Primary LanguagePython

XNLG

Code and dataset for the paper Cross-Lingual Natural Language Generation via Pre-Training (AAAI-20).

With the pre-trained XNLG, the supervision signals of NLG can be transferred to other languages. For example, finetuning XNLG with English Abstractive Summarization (AS) data and directly performing French AS or even Chinese-French AS.

This repo is based on XLM.

Dependencies

  • numpy
  • nlgeval (for calculating BLEU scores)
  • pytorch 1.1.0
  • fastBPE (generate and apply BPE codes)
  • Moses (for tokenization)
  • apex (for fp16 training)
  • tqdm
  • gdown (for downloading from Google Drive)
  • pythainlp 2.0.6

You can install some of the required tools through bash ./preprocess/install-tools.sh

Stage #1: Encoding Pre-Training

Pre-Trained Models for Stage #1

You can directly use pre-trained XLM as the pre-trained model for stage #1.

In the paper, we used the pre-trained model provided by XLM.
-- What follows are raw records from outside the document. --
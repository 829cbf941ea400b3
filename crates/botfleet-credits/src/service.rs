// SPDX-FileCopyrightText: 2026 Botfleet Contributors
// SPDX-License-Identifier: MIT OR Apache-2.0

//! Wallet admission control and debits.

use botfleet_core::{FleetError, TokenUsage};
use botfleet_storage::queries::credits;
use botfleet_storage::Database;
use tracing::{debug, info};

use crate::estimate::Estimator;

/// Credit operations for one deployment.
pub struct CreditService {
    db: Database,
    estimator: Estimator,
    /// Admins whose balance is never checked nor debited.
    unlimited_admins: Vec<i64>,
}

impl CreditService {
    pub fn new(db: Database, estimator: Estimator, unlimited_admins: Vec<i64>) -> Self {
        Self {
            db,
            estimator,
            unlimited_admins,
        }
    }

    pub fn estimator(&self) -> &Estimator {
        &self.estimator
    }

    pub fn is_unlimited(&self, admin_id: i64) -> bool {
        self.unlimited_admins.contains(&admin_id)
    }

    /// Pre-check before an LLM call.
    ///
    /// `Err(InsufficientCredits)` tells the conversation engine to drop
    /// the message silently; unlimited admins always pass.
    pub async fn precheck_text(
        &self,
        admin_id: i64,
        prompt_tokens: u32,
        completion_estimate: u32,
    ) -> Result<(), FleetError> {
        if self.is_unlimited(admin_id) {
            return Ok(());
        }
        let estimate_cents = self
            .estimator
            .precheck_estimate_cents(prompt_tokens, completion_estimate);
        let balance_cents = credits::balance(&self.db, admin_id).await?;
        if balance_cents < estimate_cents {
            debug!(
                admin_id,
                balance_cents, estimate_cents, "credit pre-check failed"
            );
            return Err(FleetError::InsufficientCredits {
                balance_cents,
                estimate_cents,
            });
        }
        Ok(())
    }

    /// Audio pre-check (duration known before transcription).
    pub async fn precheck_audio(&self, admin_id: i64, seconds: f64) -> Result<(), FleetError> {
        if self.is_unlimited(admin_id) {
            return Ok(());
        }
        let estimate_cents = self.estimator.audio_cost_cents(seconds);
        let balance_cents = credits::balance(&self.db, admin_id).await?;
        if balance_cents < estimate_cents {
            return Err(FleetError::InsufficientCredits {
                balance_cents,
                estimate_cents,
            });
        }
        Ok(())
    }

    /// Post-hoc debit with real token counts. Always applied for
    /// non-unlimited admins.
    pub async fn debit_text(
        &self,
        admin_id: i64,
        usage: &TokenUsage,
        ref_id: Option<String>,
    ) -> Result<i64, FleetError> {
        if self.is_unlimited(admin_id) {
            return Ok(0);
        }
        let cost_cents = self.estimator.text_cost_cents(usage);
        credits::debit(&self.db, admin_id, cost_cents, "text", ref_id).await?;
        debug!(admin_id, cost_cents, "text usage debited");
        Ok(cost_cents)
    }

    /// Debit for a transcription, by audio length.
    pub async fn debit_audio(
        &self,
        admin_id: i64,
        seconds: f64,
        ref_id: Option<String>,
    ) -> Result<i64, FleetError> {
        if self.is_unlimited(admin_id) {
            return Ok(0);
        }
        let cost_cents = self.estimator.audio_cost_cents(seconds);
        credits::debit(&self.db, admin_id, cost_cents, "whisper", ref_id).await?;
        debug!(admin_id, cost_cents, "audio usage debited");
        Ok(cost_cents)
    }

    /// Credits a confirmed top-up payment.
    pub async fn apply_topup(
        &self,
        admin_id: i64,
        amount_cents: i64,
        transaction_ref: String,
    ) -> Result<(), FleetError> {
        credits::credit(&self.db, admin_id, amount_cents, "topup", Some(transaction_ref)).await?;
        info!(admin_id, amount_cents, "top-up credited");
        Ok(())
    }

    /// Refund path used when a paid flow fails past the debit.
    pub async fn refund(
        &self,
        admin_id: i64,
        amount_cents: i64,
        ref_id: String,
    ) -> Result<(), FleetError> {
        credits::credit(&self.db, admin_id, amount_cents, "refund", Some(ref_id)).await
    }

    pub async fn balance(&self, admin_id: i64) -> Result<i64, FleetError> {
        credits::balance(&self.db, admin_id).await
    }

    /// Self-healing check: the wallet must equal the ledger sum.
    pub async fn verify_wallet(&self, admin_id: i64) -> Result<bool, FleetError> {
        let (stored, summed) = credits::recompute(&self.db, admin_id).await?;
        if stored != summed {
            tracing::warn!(admin_id, stored, summed, "wallet out of sync with ledger");
        }
        Ok(stored == summed)
    }
}
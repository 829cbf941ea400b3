// SPDX-FileCopyrightText: 2026 Botfleet Contributors
// SPDX-License-Identifier: MIT OR Apache-2.0

//! Core library for the botfleet orchestration platform.
//!
//! This crate provides the error taxonomy, the shared domain types used
//! across crate boundaries (ids, media kinds, the block model, task
//! envelopes), and the circuit breaker that wraps external clients.

pub mod breaker;
pub mod error;
pub mod types;
pub mod update;

pub use breaker::{BreakerState, CircuitBreaker, CircuitBreakerConfig};
pub use error::{ErrorKind, FleetError};
pub use types::{
    Block, BotId, ContainerKind, ContainerRef, MediaKind, TelegramUserId, TokenUsage,
};
pub use update::UpdateEnvelope;
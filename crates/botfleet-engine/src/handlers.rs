// SPDX-FileCopyrightText: 2026 Botfleet Contributors
// SPDX-License-Identifier: MIT OR Apache-2.0

//! Task handlers binding the queues to the engine, recovery, payments
//! and notification flows. The binary registers them all at startup.

use std::sync::Arc;

use async_trait::async_trait;
use botfleet_core::{FleetError, UpdateEnvelope};
use botfleet_crypto::callback::DEFAULT_TTL_SECS;
use botfleet_queue::{TaskHandler, TaskRegistry};
use botfleet_recovery::{
    CheckInactivePayload, SendStepPayload, CHECK_INACTIVE_TASK, SEND_RECOVERY_STEP_TASK,
};
use botfleet_sender::{SendContext, DELETE_MESSAGE_TASK};
use botfleet_storage::queries::{bots, notifications, transactions};
use serde::Deserialize;
use serde_json::Value;
use tracing::{debug, info, warn};

use crate::pipeline::{ConversationEngine, ProcessAudioPayload, PROCESS_AUDIO_TASK};
use crate::start::{SendStartPayload, SEND_START_TEMPLATE_TASK};

/// Task name of the secondary-bot update pipeline.
pub const PROCESS_UPDATE_TASK: &str = "process_update";
/// Task name of the manager-bot update pipeline.
pub const PROCESS_MANAGER_UPDATE_TASK: &str = "process_manager_update";

fn parse<T: for<'de> Deserialize<'de>>(payload: Value) -> Result<T, FleetError> {
    serde_json::from_value(payload)
        .map_err(|e| FleetError::Validation(format!("malformed task payload: {e}")))
}

/// Registers every platform task handler.
pub fn register_all(registry: &mut TaskRegistry, engine: Arc<ConversationEngine>) {
    registry.register(Arc::new(ProcessUpdateHandler { engine: engine.clone() }));
    registry.register(Arc::new(ProcessManagerUpdateHandler { engine: engine.clone() }));
    registry.register(Arc::new(ProcessAudioHandler { engine: engine.clone() }));
    registry.register(Arc::new(SendStartTemplateHandler { engine: engine.clone() }));
    registry.register(Arc::new(DeleteMessageHandler { engine: engine.clone() }));
    registry.register(Arc::new(CheckInactiveHandler { engine: engine.clone() }));
    registry.register(Arc::new(SendRecoveryStepHandler { engine: engine.clone() }));
    registry.register(Arc::new(VerifyTransactionHandler { engine: engine.clone() }));
    registry.register(Arc::new(SendSaleNotificationHandler { engine }));
}

#[derive(Deserialize)]
struct ProcessUpdatePayload {
    bot_id: i64,
    update: UpdateEnvelope,
}

struct ProcessUpdateHandler {
    engine: Arc<ConversationEngine>,
}

#[async_trait]
impl TaskHandler for ProcessUpdateHandler {
    fn name(&self) -> &'static str {
        PROCESS_UPDATE_TASK
    }

    async fn run(&self, payload: Value) -> Result<(), FleetError> {
        let payload: ProcessUpdatePayload = parse(payload)?;
        self.engine.process_update(payload.bot_id, payload.update).await
    }
}

#[derive(Deserialize)]
struct ManagerUpdatePayload {
    update: UpdateEnvelope,
}

/// Manager updates: the menu UI lives outside the core; what the core
/// owns is callback-token verification, so expired or forged buttons
/// answer with the standard warning instead of acting.
struct ProcessManagerUpdateHandler {
    engine: Arc<ConversationEngine>,
}

#[async_trait]
impl TaskHandler for ProcessManagerUpdateHandler {
    fn name(&self) -> &'static str {
        PROCESS_MANAGER_UPDATE_TASK
    }

    async fn run(&self, payload: Value) -> Result<(), FleetError> {
        let payload: ManagerUpdatePayload = parse(payload)?;
        let Some(callback) = payload.update.callback_query else {
            debug!("manager update without callback ignored by the core");
            return Ok(());
        };
        let (Some(data), Some(uid)) = (callback.data, callback.from.and_then(|f| f.id)) else {
            return Ok(());
        };

        match self.engine.signer.verify(&data, uid, DEFAULT_TTL_SECS) {
            Ok(token) => {
                info!(action = token.action.as_str(), uid, "manager callback verified");
                Ok(())
            }
            Err(e) => {
                warn!(uid, error = %e, "manager callback rejected");
                if let Some(chat_id) = callback.message.and_then(|m| m.chat.and_then(|c| c.id)) {
                    self.engine
                        .manager_api
                        .send_text(chat_id, "⚠️ Essa ação não é válida mais.")
                        .await
                        .ok();
                }
                Ok(())
            }
        }
    }
}

struct ProcessAudioHandler {
    engine: Arc<ConversationEngine>,
}

#[async_trait]
impl TaskHandler for ProcessAudioHandler {
    fn name(&self) -> &'static str {
        PROCESS_AUDIO_TASK
    }

    async fn run(&self, payload: Value) -> Result<(), FleetError> {
        let payload: ProcessAudioPayload = parse(payload)?;
        self.engine.process_audio(payload).await
    }
}

struct SendStartTemplateHandler {
    engine: Arc<ConversationEngine>,
}

#[async_trait]
impl TaskHandler for SendStartTemplateHandler {
    fn name(&self) -> &'static str {
        SEND_START_TEMPLATE_TASK
    }

    async fn run(&self, payload: Value) -> Result<(), FleetError> {
        let payload: SendStartPayload = parse(payload)?;
        let engine = &self.engine;

        let plan = match engine.start_flow.prepare_send(&payload).await {
            Ok(Some(plan)) => plan,
            Ok(None) => {
                engine.start_flow.abandon_send(&payload).await?;
                return Ok(());
            }
            Err(e) => {
                engine.start_flow.abandon_send(&payload).await?;
                return Err(e);
            }
        };

        let Some(bot) = bots::get_active(&engine.db, payload.bot_id).await? else {
            engine.start_flow.abandon_send(&payload).await?;
            return Ok(());
        };
        let api = engine.bot_api(&bot)?;
        let ctx = SendContext {
            api: &api,
            origin_api: &engine.manager_api,
            bot_id: payload.bot_id,
            chat_id: payload.chat_id,
            pix_code: None,
            preview: false,
        };
        engine.sender.send_blocks(&ctx, &plan).await?;
        engine.start_flow.complete_send(&payload).await?;
        info!(
            bot_id = payload.bot_id,
            user_id = payload.user_telegram_id,
            version = payload.template_version,
            "start template delivered"
        );
        Ok(())
    }
}

#[derive(Deserialize)]
struct DeleteMessagePayload {
    bot_id: i64,
    chat_id: i64,
    message_id: i64,
}

struct DeleteMessageHandler {
    engine: Arc<ConversationEngine>,
}

#[async_trait]
impl TaskHandler for DeleteMessageHandler {
    fn name(&self) -> &'static str {
        DELETE_MESSAGE_TASK
    }

    async fn run(&self, payload: Value) -> Result<(), FleetError> {
        let payload: DeleteMessagePayload = parse(payload)?;
        let Some(bot) = bots::get_active(&self.engine.db, payload.bot_id).await? else {
            return Ok(());
        };
        let api = self.engine.bot_api(&bot)?;
        match api
            .delete_message(payload.chat_id, payload.message_id as i32)
            .await
        {
            Ok(()) => Ok(()),
            // Already gone (user deleted it, or a retried task).
            Err(e) if e.to_string().contains("message to delete not found") => Ok(()),
            Err(e) => Err(e),
        }
    }
}

struct CheckInactiveHandler {
    engine: Arc<ConversationEngine>,
}

#[async_trait]
impl TaskHandler for CheckInactiveHandler {
    fn name(&self) -> &'static str {
        CHECK_INACTIVE_TASK
    }

    async fn run(&self, payload: Value) -> Result<(), FleetError> {
        let payload: CheckInactivePayload = parse(payload)?;
        self.engine.recovery.handle_check_inactive(payload).await
    }
}

struct SendRecoveryStepHandler {
    engine: Arc<ConversationEngine>,
}

#[async_trait]
impl TaskHandler for SendRecoveryStepHandler {
    fn name(&self) -> &'static str {
        SEND_RECOVERY_STEP_TASK
    }

    async fn run(&self, payload: Value) -> Result<(), FleetError> {
        let payload: SendStepPayload = parse(payload)?;
        let engine = &self.engine;

        let Some(plan) = engine.recovery.prepare_step(&payload).await? else {
            return Ok(());
        };
        let Some(bot) = bots::get_active(&engine.db, payload.bot_id).await? else {
            return Ok(());
        };
        let api = engine.bot_api(&bot)?;
        let ctx = SendContext {
            api: &api,
            origin_api: &engine.manager_api,
            bot_id: payload.bot_id,
            chat_id: payload.user_telegram_id,
            pix_code: None,
            preview: false,
        };
        engine.sender.send_blocks(&ctx, &plan.blocks).await?;
        engine.recovery.complete_step(&payload, &plan).await?;
        Ok(())
    }
}

struct VerifyTransactionHandler {
    engine: Arc<ConversationEngine>,
}

#[async_trait]
impl TaskHandler for VerifyTransactionHandler {
    fn name(&self) -> &'static str {
        botfleet_payments::VERIFY_TRANSACTION_TASK
    }

    async fn run(&self, payload: Value) -> Result<(), FleetError> {
        #[derive(Deserialize)]
        struct Payload {
            transaction_id: i64,
        }
        let payload: Payload = parse(payload)?;
        self.engine
            .payments
            .verify_transaction(payload.transaction_id)
            .await
    }
}

struct SendSaleNotificationHandler {
    engine: Arc<ConversationEngine>,
}

#[async_trait]
impl TaskHandler for SendSaleNotificationHandler {
    fn name(&self) -> &'static str {
        botfleet_payments::SEND_SALE_NOTIFICATION_TASK
    }

    async fn run(&self, payload: Value) -> Result<(), FleetError> {
        #[derive(Deserialize)]
        struct Payload {
            transaction_id: i64,
        }
        let payload: Payload = parse(payload)?;
        let engine = &self.engine;

        let Some(row) = notifications::get(&engine.db, payload.transaction_id).await? else {
            return Ok(());
        };
        if row.status != "pending" {
            return Ok(());
        }
        let Some(channel_id) = row.channel_id else {
            notifications::set_status(&engine.db, payload.transaction_id, "skipped").await?;
            return Ok(());
        };
        let Some(tx) = transactions::get(&engine.db, payload.transaction_id).await? else {
            return Ok(());
        };

        let text = render_sale_notification(tx.amount_cents, &tx.category.to_string(), tx.bot_id);
        match engine.manager_api.send_text(channel_id, &text).await {
            Ok(_) => {
                notifications::set_status(&engine.db, payload.transaction_id, "sent").await?;
                Ok(())
            }
            Err(e) => {
                notifications::set_status(&engine.db, payload.transaction_id, "failed").await?;
                Err(e)
            }
        }
    }
}

/// Channel notification body for an approved sale.
fn render_sale_notification(amount_cents: i64, category: &str, bot_id: i64) -> String {
    let reais = amount_cents / 100;
    let centavos = amount_cents % 100;
    format!(
        "💰 Venda aprovada!\nValor: R$ {reais},{centavos:02}\nOrigem: {category}\nBot: #{bot_id}"
    )
}

#[cfg(test)]
mod tests {
    use super::*;

    #[test]
    fn notification_rendering_formats_cents() {
        let text = render_sale_notification(790, "offer", 42);
        assert!(text.contains("R$ 7,90"), "got: {text}");
        assert!(text.contains("#42"));

        let text = render_sale_notification(10_000, "upsell", 7);
        assert!(text.contains("R$ 100,00"), "got: {text}");
    }
}
// SPDX-FileCopyrightText: 2026 Botfleet Contributors
// SPDX-License-Identifier: MIT OR Apache-2.0

//! Payment lifecycle and the sale-approved fan-out.
//!
//! A transaction created against the gateway is polled (and optionally
//! webhook-confirmed) until `paid`; the transition then drives, exactly
//! once: deliverable dispatch, upsell activation, tracker stats, and
//! the sale-notification task. The uniqueness of the
//! `sale_notifications` row is the arbiter between concurrent workers.

pub mod fanout;
pub mod service;

pub use fanout::{SALE_LOCK_TTL_SECS, SEND_SALE_NOTIFICATION_TASK};
pub use service::{PaymentsService, VERIFY_TRANSACTION_TASK};
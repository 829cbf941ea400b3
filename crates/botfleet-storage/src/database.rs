// SPDX-FileCopyrightText: 2026 Botfleet Contributors
// SPDX-License-Identifier: MIT OR Apache-2.0

//! Database connection management with PRAGMA setup, WAL mode, and lifecycle.
//!
//! All writes are serialized through tokio-rusqlite's single background
//! thread. Do NOT create additional Connection instances for writes.

use botfleet_core::FleetError;
use tokio_rusqlite::Connection;

use crate::migrations::run_migrations;

/// Current UTC timestamp in the canonical storage format.
///
/// Millisecond precision, `Z` suffix -- lexicographic order equals
/// chronological order, which the due-row scans rely on.
pub fn now_iso() -> String {
    chrono::Utc::now().format("%Y-%m-%dT%H:%M:%S%.3fZ").to_string()
}

/// Convert a tokio-rusqlite error into FleetError::Storage.
pub(crate) fn map_tr_err(e: tokio_rusqlite::Error) -> FleetError {
    FleetError::Storage {
        source: Box::new(e),
    }
}

/// Handle to the WAL-mode SQLite database.
#[derive(Clone)]
pub struct Database {
    conn: Connection,
}

impl Database {
    /// Opens (creating if needed) the database at `path`, applies
    /// PRAGMAs and runs pending migrations.
    pub async fn open(path: &str) -> Result<Self, FleetError> {
        let conn = Connection::open(path).await.map_err(map_tr_err)?;
        Self::initialize(conn).await
    }

    /// In-memory database for tests.
    pub async fn open_in_memory() -> Result<Self, FleetError> {
        let conn = Connection::open_in_memory().await.map_err(map_tr_err)?;
        Self::initialize(conn).await
    }

    async fn initialize(conn: Connection) -> Result<Self, FleetError> {
        conn.call(|conn| -> Result<(), tokio_rusqlite::Error> {
            conn.execute_batch(
                "PRAGMA journal_mode = WAL;
                 PRAGMA synchronous = NORMAL;
                 PRAGMA busy_timeout = 5000;",
            )?;
            Ok(())
        })
        .await
        .map_err(map_tr_err)?;

        conn.call(|conn| -> Result<(), tokio_rusqlite::Error> {
            run_migrations(conn).map_err(|e| {
                rusqlite::Error::ToSqlConversionFailure(Box::new(std::io::Error::other(
                    e.to_string(),
                )))
            })?;
            Ok(())
        })
        .await
        .map_err(map_tr_err)?;

        Ok(Self { conn })
    }

    /// The underlying tokio-rusqlite connection.
    pub fn connection(&self) -> &Connection {
        &self.conn
    }

    /// Cheap reachability check used by /health and `doctor`.
    pub async fn ping(&self) -> Result<(), FleetError> {
        self.conn
            .call(|conn| -> Result<i64, tokio_rusqlite::Error> {
                Ok(conn.query_row("SELECT 1", [], |row| row.get(0))?)
            })
            .await
            .map_err(map_tr_err)?;
        Ok(())
    }

    /// Flushes and closes the background connection.
    pub async fn close(self) -> Result<(), FleetError> {
        self.conn
            .close()
            .await
            .map_err(|e| FleetError::Storage {
                source: Box::new(e),
            })
    }
}

#[cfg(test)]
mod tests {
    use super::*;
    use tempfile::tempdir;

    #[tokio::test]
    async fn open_runs_migrations() {
        let db = Database::open_in_memory().await.unwrap();
        let tables: Vec<String> = db
            .connection()
            .call(|conn| -> Result<Vec<String>, tokio_rusqlite::Error> {
                let mut stmt =
                    conn.prepare("SELECT name FROM sqlite_master WHERE type = 'table'")?;
                let rows = stmt.query_map([], |row| row.get(0))?;
                Ok(rows.collect::<Result<Vec<_>, rusqlite::Error>>()?)
            })
            .await
            .unwrap();
        for table in [
            "bots",
            "users",
            "sessions",
            "conversation_history",
            "phases",
            "blocks",
            "offers",
            "actions",
            "upsells",
            "upsell_deliveries",
            "recovery_campaigns",
            "recovery_steps",
            "recovery_deliveries",
            "media_cache",
            "pix_transactions",
            "sale_notifications",
            "credit_wallets",
            "credit_ledger",
            "trackers",
            "tracker_attributions",
            "tracker_daily_stats",
            "bot_tracking_configs",
            "start_templates",
            "start_message_status",
            "task_queue",
            "task_dead_letters",
        ] {
            assert!(tables.iter().any(|t| t == table), "missing table {table}");
        }
    }

    #[tokio::test]
    async fn open_on_disk_is_wal() {
        let dir = tempdir().unwrap();
        let path = dir.path().join("test.db");
        let db = Database::open(path.to_str().unwrap()).await.unwrap();
        let mode: String = db
            .connection()
            .call(|conn| -> Result<String, tokio_rusqlite::Error> {
                conn.query_row("PRAGMA journal_mode", [], |row| row.get(0))
            })
            .await
            .unwrap();
        assert_eq!(mode.to_lowercase(), "wal");
        db.close().await.unwrap();
    }

    #[test]
    fn now_iso_is_sortable_utc() {
        let a = now_iso();
        let b = now_iso();
        assert!(a <= b);
        assert!(a.ends_with('Z'));
    }
}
Languages Layers Model BPE codes Vocabulary
XNLI-15 12 Model BPE codes Vocabulary

Training New Models for Stage #1

Preparing Training Data

Monolingual data

In the paper, we use the Wikipedias as the monolingual training data. You can get monolingual training data by get-data-wiki.sh [lang].

E.g., bash ./preprocess/get-data-wiki.sh en.

Parallel data

In the paper, we use MultiUN as the parallel corpus for en-zh and en-fr. You can get monolingual training data by get-data-wiki.sh [lang1-lang2].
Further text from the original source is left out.